Recently, I attended my first professional basketball game worth giving a fuck about – the Nuggets/Celtics game last Wednesday in Boston – and with it, I had a particularly good seat (thanks, B). I don’t mean to sound bigheaded, but as somebody used to horrible vantage points of professional sporting events, it was interesting to actually see an event from a value practically approximate to where I had been viewing the sport since I was a child - the television set. And through the hundred TV timeouts that ESPN allowed the home crowd to enjoy, I became just slightly more aware of the performativity being exhibited.
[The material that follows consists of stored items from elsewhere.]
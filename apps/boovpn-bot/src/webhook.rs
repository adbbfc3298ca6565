use std::sync::Arc;

use axum::{
    Json, Router,
    body::Bytes,
    extract::State,
    http::{HeaderMap, StatusCode},
    response::IntoResponse,
    routing::{get, post},
};
use boovpn_db::{StoreError, SubscriberRepository};
use chrono::Utc;
use serde::Deserialize;
use serde_json::json;
use tokio::sync::broadcast;
use tracing::{error, info, warn};

use crate::services::notification_service::NotificationService;

pub const SECRET_HEADER: &str = "x-webhook-secret";

#[derive(Clone)]
pub struct WebhookState {
    pub repo: SubscriberRepository,
    pub notifications: NotificationService,
    pub secret: Arc<str>,
}

#[derive(Debug, Deserialize)]
struct PaymentEvent {
    user_id: i64,
    /// Major currency units, converted to minor units on arrival.
    amount: f64,
    #[serde(default)]
    days: Option<i64>,
}

pub fn router(state: WebhookState) -> Router {
    Router::new()
        .route("/health", get(health))
        .route("/payments/webhook", post(payment_webhook))
        .with_state(state)
}

pub async fn serve(
    listen_addr: &str,
    state: WebhookState,
    mut shutdown: broadcast::Receiver<()>,
) -> anyhow::Result<()> {
    let listener = tokio::net::TcpListener::bind(listen_addr).await?;
    info!("Payment webhook listening on {}", listen_addr);

    axum::serve(listener, router(state))
        .with_graceful_shutdown(async move {
            let _ = shutdown.recv().await;
            info!("Payment webhook received shutdown signal, stopping...");
        })
        .await?;
    Ok(())
}

async fn health() -> impl IntoResponse {
    Json(json!({ "status": "ok" }))
}

fn to_minor_units(amount: f64) -> Option<i64> {
    let minor = (amount * 100.0).round();
    (minor.is_finite() && minor.abs() < i64::MAX as f64).then_some(minor as i64)
}

async fn payment_webhook(
    State(state): State<WebhookState>,
    headers: HeaderMap,
    body: Bytes,
) -> impl IntoResponse {
    let provided = headers.get(SECRET_HEADER).and_then(|v| v.to_str().ok());
    if state.secret.is_empty() || provided != Some(&*state.secret) {
        warn!("Payment webhook rejected: bad secret");
        return (StatusCode::UNAUTHORIZED, "Unauthorized").into_response();
    }

    let event: PaymentEvent = match serde_json::from_slice(&body) {
        Ok(event) => event,
        Err(e) => {
            warn!("Malformed payment event: {}", e);
            return (StatusCode::BAD_REQUEST, "Malformed payment event").into_response();
        }
    };
    let Some(delta) = to_minor_units(event.amount) else {
        return (StatusCode::BAD_REQUEST, "Invalid amount").into_response();
    };
    if event.days.is_some_and(|d| d <= 0) {
        return (StatusCode::BAD_REQUEST, "Invalid days").into_response();
    }

    let (balance, new_end) = match state
        .repo
        .apply_payment(event.user_id, delta, event.days, Utc::now())
        .await
    {
        Ok(applied) => applied,
        Err(StoreError::NotFound(_)) => {
            return (StatusCode::NOT_FOUND, "Subscriber not found").into_response();
        }
        Err(e) => {
            error!(subscriber = event.user_id, "Failed to apply payment: {}", e);
            return (StatusCode::INTERNAL_SERVER_ERROR, "Failed to apply payment").into_response();
        }
    };
    info!(subscriber = event.user_id, delta, balance, "Payment applied");

    let text = match new_end {
        Some(end) => format!(
            "✅ Payment received. Your subscription is active until {}.",
            end.format("%Y-%m-%d")
        ),
        None => "✅ Payment received, your balance has been updated.".to_string(),
    };
    state.notifications.notify_subscriber(event.user_id, &text).await;

    Json(json!({
        "user_id": event.user_id,
        "balance": balance,
        "subscription_end_date": new_end,
    }))
    .into_response()
}
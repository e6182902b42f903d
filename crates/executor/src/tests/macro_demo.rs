//! Demonstration of test macro usage to replace boilerplate.
//!
//! This file shows how the new test macros from `testsupport` can dramatically
//! reduce test setup code. Compare the "before" and "after" versions.

#[cfg(test)]
mod tests {
    use crate::*;
    use catalog::Column;
    use common::TableId;
    use planner::ResolvedExpr;
    use testsupport::prelude::*;
    use types::{SqlType, Value};

    /// BEFORE: Traditional test setup (17 lines of boilerplate)
    #[test]
    fn test_primary_key_enforcement_old_style() {
        let temp_dir = tempfile::tempdir().unwrap();
        let mut catalog = Catalog::new();
        catalog
            .create_table(
                "users",
                vec![
                    Column::new("id", SqlType::Int64),
                    Column::new("name", SqlType::Text),
                    Column::new("active", SqlType::Bool),
                ],
                Some(vec![0]), // PRIMARY KEY (id)
            )
            .unwrap();

        let catalog = Box::leak(Box::new(catalog));
        let pager = Box::leak(Box::new(buffer::FilePager::new(temp_dir.path(), 10)));
        let wal = Box::leak(Box::new(
            wal::Wal::open(temp_dir.path().join("test.wal")).unwrap(),
        ));
        let mut ctx = ExecutionContext::new(catalog, pager, wal, temp_dir.path().into());

        let table_id = TableId(1);

        // Insert first row with id=1
        let plan1 = PhysicalPlan::Insert {
            table_id,
            values: vec![vec![
                lit!(int: 1),
                lit!(text: "alice"),
                ResolvedExpr::Literal(Value::Bool(true)),
            ]],
        };
        assert!(execute_dml(plan1, &mut ctx).is_ok());

        // Insert second row with id=1 should fail
        let plan2 = PhysicalPlan::Insert {
            table_id,
            values: vec![vec![
                lit!(int: 1),
                lit!(text: "bob"),
                ResolvedExpr::Literal(Value::Bool(false)),
            ]],
        };
        let result = execute_dml(plan2, &mut ctx);

        assert!(result.is_err());
        assert!(format!("{:?}", result).contains("duplicate primary key"));
    }

    /// AFTER: Using test_db macro (reduced to 3 lines of setup!)
    #[test]
    fn test_primary_key_enforcement_new_style() {
        // Just 3 lines to set up the entire test database!
        test_db!(test_ctx, table: "users",
                 cols: ["id" => SqlType::Int64, "name" => SqlType::Text, "active" => SqlType::Bool],
                 pk: [0]);
        let mut ctx = test_ctx.execution_context();
        let table_id = TableId(1);

        // Insert first row with id=1
        let plan1 = PhysicalPlan::Insert {
            table_id,
            values: vec![vec![
                lit!(int: 1),
                lit!(text: "alice"),
                ResolvedExpr::Literal(Value::Bool(true)),
            ]],
        };
        assert!(execute_dml(plan1, &mut ctx).is_ok());

        // Insert second row with id=1 should fail
        let plan2 = PhysicalPlan::Insert {
            table_id,
            values: vec![vec![
                lit!(int: 1),
                lit!(text: "bob"),
                ResolvedExpr::Literal(Value::Bool(false)),
            ]],
        };
        let result = execute_dml(plan2, &mut ctx);

        assert!(result.is_err());
        assert!(format!("{:?}", result).contains("duplicate primary key"));
    }

    /// BEFORE: Composite primary key test (17 lines of boilerplate)
    #[test]
    fn test_composite_pk_old_style() {
        let temp_dir = tempfile::tempdir().unwrap();
        let mut catalog = Catalog::new();
        catalog
            .create_table(
                "users",
                vec![
                    Column::new("id", SqlType::Int64),
                    Column::new("name", SqlType::Text),
                    Column::new("active", SqlType::Bool),
                ],
                Some(vec![0, 1]), // PRIMARY KEY (id, name)
            )
            .unwrap();

        let catalog = Box::leak(Box::new(catalog));
        let pager = Box::leak(Box::new(buffer::FilePager::new(temp_dir.path(), 10)));
        let wal = Box::leak(Box::new(
            wal::Wal::open(temp_dir.path().join("test.wal")).unwrap(),
        ));
        let mut ctx = ExecutionContext::new(catalog, pager, wal, temp_dir.path().into());

        let table_id = TableId(1);

        // Test logic here...
        assert!(ctx.catalog.table("users").is_ok());
    }

    /// AFTER: Using test_db macro with composite primary key
    #[test]
    fn test_composite_pk_new_style() {
        // Just one line for setup with composite PK!
        test_db!(test_ctx, table: "users",
                 cols: ["id" => SqlType::Int64, "name" => SqlType::Text, "active" => SqlType::Bool],
                 pk: [0, 1]);
        let mut ctx = test_ctx.execution_context();
        let table_id = TableId(1);

        // Test logic here...
        assert!(ctx.catalog.table("users").is_ok());
    }

    /// Demonstrating the row! macro for cleaner row construction
    #[test]
    fn test_row_macro_usage() {
        test_db!(test_ctx, table: "users",
                 cols: ["id" => SqlType::Int64, "name" => SqlType::Text, "active" => SqlType::Bool]);
        let mut ctx = test_ctx.execution_context();

        // BEFORE: Verbose row construction
        let row_old = common::Row::new(vec![
            Value::Int64(1),
            Value::Text("Alice".to_string()),
            Value::Bool(true),
        ]);

        // AFTER: Using row! macro
        let row_new = row![
            Value::Int64(1),
            Value::Text("Alice".to_string()),
            Value::Bool(true)
        ];

        // Even better: type-specific variants
        let row_ints = row![int: 1, 2, 3];
        let row_text = row![text: "alice", "bob", "charlie"];
        let row_bool = row![bool: true, false, true];

        assert_eq!(row_old.values.len(), 3);
        assert_eq!(row_new.values.len(), 3);
        assert_eq!(row_ints.values.len(), 3);
        assert_eq!(row_text.values.len(), 3);
        assert_eq!(row_bool.values.len(), 3);
    }

    /// Demonstrating multiple tables setup
    #[test]
    fn test_multiple_tables_setup() {
        // Set up multiple tables in one macro call
        test_db!(test_ctx, tables: [
            ("users", ["id" => SqlType::Int64, "name" => SqlType::Text]),
            ("posts", ["id" => SqlType::Int64, "title" => SqlType::Text, "user_id" => SqlType::Int64]),
            ("comments", ["id" => SqlType::Int64, "post_id" => SqlType::Int64, "text" => SqlType::Text])
        ]);

        let ctx = test_ctx.execution_context();
        assert!(ctx.catalog.table("users").is_ok());
        assert!(ctx.catalog.table("posts").is_ok());
        assert!(ctx.catalog.table("comments").is_ok());
    }
}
Just a little.
After likely his best performance of the season last night, Pierce made it apparent through his audacious bow that he was more than willing to admit the clutchness displayed was, as Butler put it, "an identity instituted through a stylized repetition of acts."1 But whereas Butler referred to the formation of gender identity, Pierce was illustrating that his own common showmanship - his aforementioned "clutchness" to hit a last second shot - signifies nothing more to him than a series of deliberate postures in order to satisfy the television viewer's preconceived notions of Paul Pierce.
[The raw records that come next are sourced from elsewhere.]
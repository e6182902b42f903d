//! Test support utilities for the SQL database workspace.
//!
//! This crate provides comprehensive testing infrastructure including:
//! - Isolated test execution contexts with temporary storage
//! - SQL script execution with pretty-printed output for snapshot testing
//! - Common test fixtures and data generators
//! - Property-based test generators for core types
//! - Custom assertion helpers
//!
//! # Example Usage
//!
//! ```no_run
//! use testsupport::prelude::*;
//!
//! #[test]
//! fn test_basic_query() {
//!     let output = run_sql_script(r#"
//!         CREATE TABLE users (id INT, name TEXT, age INT);
//!         INSERT INTO users VALUES (1, 'Alice', 30);
//!         SELECT * FROM users WHERE age > 25;
//!     "#).unwrap();
//!
//!     insta::assert_snapshot!(output);
//! }
//! ```

pub mod assertions;
pub mod context;
pub mod fixtures;
mod macros;
pub mod proptest_generators;
pub mod runner;

/// Convenient re-exports for common testing patterns.
pub mod prelude {
    pub use crate::assertions::*;
    pub use crate::context::*;
    pub use crate::fixtures::*;
    pub use crate::runner::*;
    pub use crate::{lit, row, test_db, test_pager, test_wal};
}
So while his initial move wowed the audience at home and shocked the audience at the Garden, the secondary gesture - the one that addressed the very Realness of what they were seeing, and I guess broke through the "fourth wall" of performance - is the one that has pissed everybody off.
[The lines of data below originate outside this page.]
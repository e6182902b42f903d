//! Filter operator: applies WHERE predicates.

use crate::{ExecutionContext, Executor};
use common::{DbResult, ExecutionStats, Row};
use planner::ResolvedExpr;
use std::time::Instant;
use types::{Comparable, Value};

/// Filter operator - applies a predicate to rows from a child operator.
///
/// Only passes through rows where the predicate evaluates to true.
/// NULL predicate results are treated as false (SQL semantics).
pub struct FilterExec {
    input: Box<dyn Executor>,
    predicate: ResolvedExpr,
    stats: ExecutionStats,
}

impl FilterExec {
    /// Create a new filter operator.
    pub fn new(input: Box<dyn Executor>, predicate: ResolvedExpr) -> Self {
        Self {
            input,
            predicate,
            stats: ExecutionStats::default(),
        }
    }

    /// Evaluate the predicate against a row.
    fn eval_predicate(&self, row: &Row, params: &[Value]) -> DbResult<bool> {
        let result = eval_resolved_expr_with_params(&self.predicate, row, params)?;

        // NULL is treated as false in WHERE clauses
        match result {
            Value::Bool(b) => Ok(b),
            Value::Null => Ok(false),
            other => Err(common::DbError::Executor(format!(
                "predicate must evaluate to boolean, got {:?}",
                other
            ))),
        }
    }
}

impl Executor for FilterExec {
    fn open(&mut self, ctx: &mut ExecutionContext) -> DbResult<()> {
        let start = Instant::now();
        self.stats = ExecutionStats::default();
        let result = self.input.open(ctx)?;
        self.stats.open_time = start.elapsed();
        Ok(result)
    }

    fn next(&mut self, ctx: &mut ExecutionContext) -> DbResult<Option<Row>> {
        let start = Instant::now();

        loop {
            let row = match self.input.next(ctx)? {
                Some(r) => r,
                None => {
                    self.stats.total_next_time += start.elapsed();
                    return Ok(None);
                }
            };

            if self.eval_predicate(&row, ctx.params())? {
                self.stats.rows_produced += 1;
                self.stats.total_next_time += start.elapsed();
                return Ok(Some(row));
            } else {
                self.stats.rows_filtered += 1;
            }
        }
    }

    fn close(&mut self, ctx: &mut ExecutionContext) -> DbResult<()> {
        let start = Instant::now();
        let result = self.input.close(ctx)?;
        self.stats.close_time = start.elapsed();
        Ok(result)
    }

    fn schema(&self) -> &[String] {
        self.input.schema()
    }

    fn stats(&self) -> Option<&ExecutionStats> {
        Some(&self.stats)
    }
}

/// Evaluate a resolved expression against a row.
///
/// This is the core expression evaluator for the executor. It handles
/// column references, literals, and unary/binary operations. Equivalent to
/// [`eval_resolved_expr_with_params`] with an empty parameter vector; any
/// `ResolvedExpr::Parameter` in `expr` will fail to resolve.
pub fn eval_resolved_expr(expr: &ResolvedExpr, row: &Row) -> DbResult<Value> {
    eval_resolved_expr_with_params(expr, row, &[])
}

/// Evaluate a resolved expression against a row, resolving
/// `ResolvedExpr::Parameter(idx)` nodes against `params[idx]`.
pub fn eval_resolved_expr_with_params(
    expr: &ResolvedExpr,
    row: &Row,
    params: &[Value],
) -> DbResult<Value> {
    match expr {
        ResolvedExpr::Literal(v) => Ok(v.clone()),
        ResolvedExpr::Column(col_id) => {
            let idx = *col_id as usize;
            row.values
                .get(idx)
                .ok_or_else(|| {
                    common::DbError::Executor(format!(
                        "column index {} out of bounds (row has {} columns)",
                        idx,
                        row.values.len()
                    ))
                })
                .cloned()
        }
        ResolvedExpr::Parameter(idx) => params
            .get(*idx as usize)
            .cloned()
            .ok_or_else(|| {
                common::DbError::Executor(format!(
                    "parameter index {} has no bound value ({} bound)",
                    idx,
                    params.len()
                ))
            }),
        ResolvedExpr::Unary { op, expr } => {
            let val = eval_resolved_expr_with_params(expr, row, params)?;
            eval_unary_op(*op, val)
        }
        ResolvedExpr::Binary { left, op, right } => {
            let left_val = eval_resolved_expr_with_params(left, row, params)?;
            let right_val = eval_resolved_expr_with_params(right, row, params)?;
            eval_binary_op(left_val, *op, right_val)
        }
        ResolvedExpr::In {
            expr,
            list,
            negated,
        } => {
            let needle = eval_resolved_expr_with_params(expr, row, params)?;
            if needle.is_null() {
                return Ok(Value::Null);
            }
            let mut found = false;
            let mut saw_null = false;
            for item in list {
                let candidate = eval_resolved_expr_with_params(item, row, params)?;
                if candidate.is_null() {
                    saw_null = true;
                    continue;
                }
                if needle.cmp_same_type(&candidate) == Some(std::cmp::Ordering::Equal) {
                    found = true;
                    break;
                }
            }
            Ok(match (found, saw_null) {
                (true, _) => Value::Bool(!negated),
                (false, true) => Value::Null,
                (false, false) => Value::Bool(*negated),
            })
        }
        ResolvedExpr::Like {
            expr,
            pattern,
            negated,
        } => {
            let value = eval_resolved_expr_with_params(expr, row, params)?;
            let pattern_value = eval_resolved_expr_with_params(pattern, row, params)?;
            if value.is_null() || pattern_value.is_null() {
                return Ok(Value::Null);
            }
            let haystack = value.as_text().ok_or_else(|| {
                common::DbError::Executor(format!("LIKE expects text, got {:?}", value))
            })?;
            let needle = pattern_value.as_text().ok_or_else(|| {
                common::DbError::Executor(format!(
                    "LIKE pattern must be text, got {:?}",
                    pattern_value
                ))
            })?;
            let matched = expr::like_match(haystack, needle);
            Ok(Value::Bool(matched != *negated))
        }
    }
}

/// Evaluate a unary operation.
fn eval_unary_op(op: expr::UnaryOp, val: Value) -> DbResult<Value> {
    use expr::UnaryOp;

    match (op, val) {
        (UnaryOp::Not, Value::Bool(b)) => Ok(Value::Bool(!b)),
        (UnaryOp::Not, Value::Null) => Ok(Value::Null),
        (UnaryOp::Not, val) => Err(common::DbError::Executor(format!(
            "NOT requires boolean, got {:?}",
            val
        ))),
    }
}

/// Evaluate a binary operation.
///
/// Comparisons between two numeric operands (any mix of `Int32`/`Int64`/
/// `Float64`/`Decimal`) go through `Comparable::compare`, which upcasts to a
/// common numeric type before ordering — this is what lets `price > 100`
/// compare a `Float64` column against an `Int64` literal instead of
/// rejecting it as a type mismatch. Same-variant operands (`Text`/`Text`,
/// `Bool`/`Bool`, ...) compare via `cmp_same_type`. Anything else (comparing
/// across non-numeric variants, e.g. `Int` vs `Text`) is a genuine type
/// error.
fn eval_binary_op(left: Value, op: expr::BinaryOp, right: Value) -> DbResult<Value> {
    use expr::BinaryOp;
    use std::cmp::Ordering;

    // Handle NULL propagation
    if matches!(left, Value::Null) || matches!(right, Value::Null) {
        return Ok(Value::Null);
    }

    match op {
        BinaryOp::And | BinaryOp::Or => {
            let lb = left.as_bool().ok_or_else(|| {
                common::DbError::Executor(format!("AND/OR expects bools, got {:?}", left))
            })?;
            let rb = right.as_bool().ok_or_else(|| {
                common::DbError::Executor(format!("AND/OR expects bools, got {:?}", right))
            })?;
            Ok(Value::Bool(match op {
                BinaryOp::And => lb && rb,
                BinaryOp::Or => lb || rb,
                _ => unreachable!(),
            }))
        }
        _ => {
            let ord = if left.is_numeric() && right.is_numeric() {
                left.compare(&right)
            } else {
                left.cmp_same_type(&right).ok_or_else(|| {
                    common::DbError::Executor(format!(
                        "invalid binary operation: {:?} {:?} {:?}",
                        left, op, right
                    ))
                })?
            };

            let result = match op {
                BinaryOp::Eq => ord == Ordering::Equal,
                BinaryOp::Ne => ord != Ordering::Equal,
                BinaryOp::Lt => ord == Ordering::Less,
                BinaryOp::Le => ord != Ordering::Greater,
                BinaryOp::Gt => ord == Ordering::Greater,
                BinaryOp::Ge => ord != Ordering::Less,
                BinaryOp::And | BinaryOp::Or => unreachable!(),
            };

            Ok(Value::Bool(result))
        }
    }
}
The reaction from spectators on Twitter from this arguably audacious move by Pierce is remarkably uniform:
- “So pierce wanna take a bow in front of the fans at the garden huh? Sum1 tell that turtle to eat a dick.” - iS1NCERE
- “Pierce took a bow @ center court after the game. I wish I was there so I could've threw my cell phone at him. It would be worth it.” - SHANK23
- “SMH at pierce doing a bow to the NY fans... someone needs to knock his ass to the ground #whatareyoudoing” - KillahKev
1 This is from somewhere in the essay “Performative Acts and Gender Constitution.”